Task details:
Your response should be the complete data, transcribed exactly.

Data records:
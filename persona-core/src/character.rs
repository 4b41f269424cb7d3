//! The character record: identity plus every piece of evolving state.

use chrono::{DateTime, Timelike, Utc};
use chrono_tz::Tz;
use serde::{Deserialize, Serialize};
use tracing::debug;

use crate::config::{MoodConfig, SummaryConfig};
use crate::display::{DisplayInput, DisplayResolver, DisplayState};
use crate::error::{PersonaError, Result};
use crate::mood::MoodState;
use crate::relationship::{RelationshipClassifier, RelationshipState, RelationshipStatus};
use crate::schedule::Schedule;
use crate::types::{CharacterId, EmotionVector, KnowledgeBaseId, Message, PersonalityTraits};

/// A persistent companion character.
///
/// Mood, relationship and emotions are mutated in place for the whole life of
/// the character. History is append-only and chronological.
#[derive(Debug, Clone, PartialEq, Serialize, Deserialize)]
pub struct Character {
    /// Identifier.
    pub id: CharacterId,
    /// Display name.
    pub name: String,
    /// Persona description used as the base of the system prompt.
    #[serde(default)]
    pub persona: String,
    /// Current mood.
    #[serde(default)]
    pub mood: MoodState,
    /// Relationship scores and status memory.
    #[serde(default)]
    pub relationship: RelationshipState,
    /// Current emotions.
    #[serde(default)]
    pub emotions: EmotionVector,
    /// Personality traits.
    #[serde(default)]
    pub traits: PersonalityTraits,
    /// Knowledge bases consulted when building prompts.
    #[serde(default)]
    pub enabled_world_books: Vec<KnowledgeBaseId>,
    /// Pending follow-ups.
    #[serde(default)]
    pub schedule: Schedule,
    #[serde(default)]
    history: Vec<Message>,
    #[serde(default)]
    summary: Option<String>,
    #[serde(default)]
    summarized_until: usize,
}

impl Character {
    /// A new character with baseline state.
    #[must_use]
    pub fn new(name: impl Into<String>, persona: impl Into<String>) -> Self {
        Self {
            id: CharacterId::new(),
            name: name.into(),
            persona: persona.into(),
            mood: MoodState::default(),
            relationship: RelationshipState::new(),
            emotions: EmotionVector::default(),
            traits: PersonalityTraits::default(),
            enabled_world_books: Vec::new(),
            schedule: Schedule::default(),
            history: Vec::new(),
            summary: None,
            summarized_until: 0,
        }
    }

    /// A new character whose starting energy comes from `mood.default_energy`.
    #[must_use]
    pub fn with_mood_config(
        name: impl Into<String>,
        persona: impl Into<String>,
        mood: &MoodConfig,
    ) -> Self {
        Self {
            mood: MoodState::baseline(mood.default_energy),
            ..Self::new(name, persona)
        }
    }

    // -- history ------------------------------------------------------------

    /// Full history, oldest first.
    #[must_use]
    pub fn history(&self) -> &[Message] {
        &self.history
    }

    /// Append a message.
    ///
    /// # Errors
    /// Returns [`PersonaError::OutOfOrderMessage`] if `message` is older than
    /// the newest message already recorded.
    pub fn push_message(&mut self, message: Message) -> Result<()> {
        if let Some(last) = self.history.last() {
            if message.timestamp < last.timestamp {
                return Err(PersonaError::OutOfOrderMessage {
                    timestamp: message.timestamp.to_rfc3339(),
                    last: last.timestamp.to_rfc3339(),
                });
            }
        }
        self.history.push(message);
        Ok(())
    }

    // -- relationship & badge ----------------------------------------------

    /// Store new relationship scores and advance the status state machine.
    pub fn apply_scores(
        &mut self,
        romance: i32,
        friendship: i32,
        classifier: &RelationshipClassifier,
    ) -> RelationshipStatus {
        self.relationship
            .advance(romance, friendship, &self.traits, classifier)
    }

    /// Resolver input for wall-clock time `now` in `tz`.
    #[must_use]
    pub fn display_input(&self, now: DateTime<Utc>, tz: Tz) -> DisplayInput {
        DisplayInput {
            energy: self.mood.energy_level,
            status: self.mood.status,
            emotions: self.emotions,
            friendship_score: self.emotions.friendship_score,
            local_hour: now.with_timezone(&tz).hour(),
        }
    }

    /// The on-screen badge.
    #[must_use]
    pub fn badge(&self, resolver: &DisplayResolver, now: DateTime<Utc>, tz: Tz) -> DisplayState {
        resolver.resolve(&self.display_input(now, tz))
    }

    // -- summarisation bookkeeping ----------------------------------------

    /// The rolling summary of folded history, if any.
    #[must_use]
    pub fn summary(&self) -> Option<&str> {
        self.summary.as_deref()
    }

    /// Messages not yet covered by the summary.
    #[must_use]
    pub fn unsummarized(&self) -> &[Message] {
        self.history.get(self.summarized_until..).unwrap_or_default()
    }

    /// Whether enough unsummarised history has built up to fold some of it.
    #[must_use]
    pub fn needs_summary(&self, config: &SummaryConfig) -> bool {
        self.unsummarized().len() >= config.trigger_len
    }

    /// The oldest unsummarised messages, leaving `config.window` verbatim.
    #[must_use]
    pub fn summary_candidates(&self, config: &SummaryConfig) -> &[Message] {
        let pending = self.unsummarized();
        let fold = pending.len().saturating_sub(config.window);
        &pending[..fold]
    }

    /// Replace the summary after folding the next `folded` messages into it.
    pub fn record_summary(&mut self, summary: impl Into<String>, folded: usize) {
        self.summarized_until = (self.summarized_until + folded).min(self.history.len());
        self.summary = Some(summary.into());
        debug!(
            character = %self.id,
            summarized_until = self.summarized_until,
            "Summary recorded"
        );
    }
}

Answer for the task:
filename persona-core/src/character.rs
repository 4b41f269424cb7d3
//! The character record: identity plus every piece of evolving state.

use chrono::{DateTime, Timelike, Utc};
use chrono_tz::Tz;
use serde::{Deserialize, Serialize};
use tracing::debug;

use crate::config::{MoodConfig, SummaryConfig};
use crate::display::{DisplayInput, DisplayResolver, DisplayState};
use crate::error::{PersonaError, Result};
use crate::mood::MoodState;
use crate::relationship::{RelationshipClassifier, RelationshipState, RelationshipStatus};
use crate::schedule::Schedule;
use crate::types::{CharacterId, EmotionVector, KnowledgeBaseId, Message, PersonalityTraits};

/// A persistent companion character.
///
/// Mood, relationship and emotions are mutated in place for the whole life of
/// the character. History is append-only and chronological.
#[derive(Debug, Clone, PartialEq, Serialize, Deserialize)]
pub struct Character {
    /// Identifier.
    pub id: CharacterId,
    /// Display name.
    pub name: String,
    /// Persona description used as the base of the system prompt.
    #[serde(default)]
    pub persona: String,
    /// Current mood.
    #[serde(default)]
    pub mood: MoodState,
    /// Relationship scores and status memory.
    #[serde(default)]
    pub relationship: RelationshipState,
    /// Current emotions.
    #[serde(default)]
    pub emotions: EmotionVector,
    /// Personality traits.
    #[serde(default)]
    pub traits: PersonalityTraits,
    /// Knowledge bases consulted when building prompts.
    #[serde(default)]
    pub enabled_world_books: Vec<KnowledgeBaseId>,
    /// Pending follow-ups.
    #[serde(default)]
    pub schedule: Schedule,
    #[serde(default)]
    history: Vec<Message>,
    #[serde(default)]
    summary: Option<String>,
    #[serde(default)]
    summarized_until: usize,
}

impl Character {
    /// A new character with baseline state.
    #[must_use]
    pub fn new(name: impl Into<String>, persona: impl Into<String>) -> Self {
        Self {
            id: CharacterId::new(),
            name: name.into(),
            persona: persona.into(),
            mood: MoodState::default(),
            relationship: RelationshipState::new(),
            emotions: EmotionVector::default(),
            traits: PersonalityTraits::default(),
            enabled_world_books: Vec::new(),
            schedule: Schedule::default(),
            history: Vec::new(),
            summary: None,
            summarized_until: 0,
        }
    }

    /// A new character whose starting energy comes from `mood.default_energy`.
    #[must_use]
    pub fn with_mood_config(
        name: impl Into<String>,
        persona: impl Into<String>,
        mood: &MoodConfig,
    ) -> Self {
        Self {
            mood: MoodState::baseline(mood.default_energy),
            ..Self::new(name, persona)
        }
    }

    // -- history ------------------------------------------------------------

    /// Full history, oldest first.
    #[must_use]
    pub fn history(&self) -> &[Message] {
        &self.history
    }

    /// Append a message.
    ///
    /// # Errors
    /// Returns [`PersonaError::OutOfOrderMessage`] if `message` is older than
    /// the newest message already recorded.
    pub fn push_message(&mut self, message: Message) -> Result<()> {
        if let Some(last) = self.history.last() {
            if message.timestamp < last.timestamp {
                return Err(PersonaError::OutOfOrderMessage {
                    timestamp: message.timestamp.to_rfc3339(),
                    last: last.timestamp.to_rfc3339(),
                });
            }
        }
        self.history.push(message);
        Ok(())
    }

    // -- relationship & badge ----------------------------------------------

    /// Store new relationship scores and advance the status state machine.
    pub fn apply_scores(
        &mut self,
        romance: i32,
        friendship: i32,
        classifier: &RelationshipClassifier,
    ) -> RelationshipStatus {
        self.relationship
            .advance(romance, friendship, &self.traits, classifier)
    }

    /// Resolver input for wall-clock time `now` in `tz`.
    #[must_use]
    pub fn display_input(&self, now: DateTime<Utc>, tz: Tz) -> DisplayInput {
        DisplayInput {
            energy: self.mood.energy_level,
            status: self.mood.status,
            emotions: self.emotions,
            friendship_score: self.emotions.friendship_score,
            local_hour: now.with_timezone(&tz).hour(),
        }
    }

    /// The on-screen badge.
    #[must_use]
    pub fn badge(&self, resolver: &DisplayResolver, now: DateTime<Utc>, tz: Tz) -> DisplayState {
        resolver.resolve(&self.display_input(now, tz))
    }

    // -- summarisation bookkeeping ----------------------------------------

    /// The rolling summary of folded history, if any.
    #[must_use]
    pub fn summary(&self) -> Option<&str> {
        self.summary.as_deref()
    }

    /// Messages not yet covered by the summary.
    #[must_use]
    pub fn unsummarized(&self) -> &[Message] {
        self.history.get(self.summarized_until..).unwrap_or_default()
    }

    /// Whether enough unsummarised history has built up to fold some of it.
    #[must_use]
    pub fn needs_summary(&self, config: &SummaryConfig) -> bool {
        self.unsummarized().len() >= config.trigger_len
    }

    /// The oldest unsummarised messages, leaving `config.window` verbatim.
    #[must_use]
    pub fn summary_candidates(&self, config: &SummaryConfig) -> &[Message] {
        let pending = self.unsummarized();
        let fold = pending.len().saturating_sub(config.window);
        &pending[..fold]
    }

    /// Replace the summary after folding the next `folded` messages into it.
    pub fn record_summary(&mut self, summary: impl Into<String>, folded: usize) {
        self.summarized_until = (self.summarized_until + folded).min(self.history.len());
        self.summary = Some(summary.into());
        debug!(
            character = %self.id,
            summarized_until = self.summarized_until,
            "Summary recorded"
        );
    }
}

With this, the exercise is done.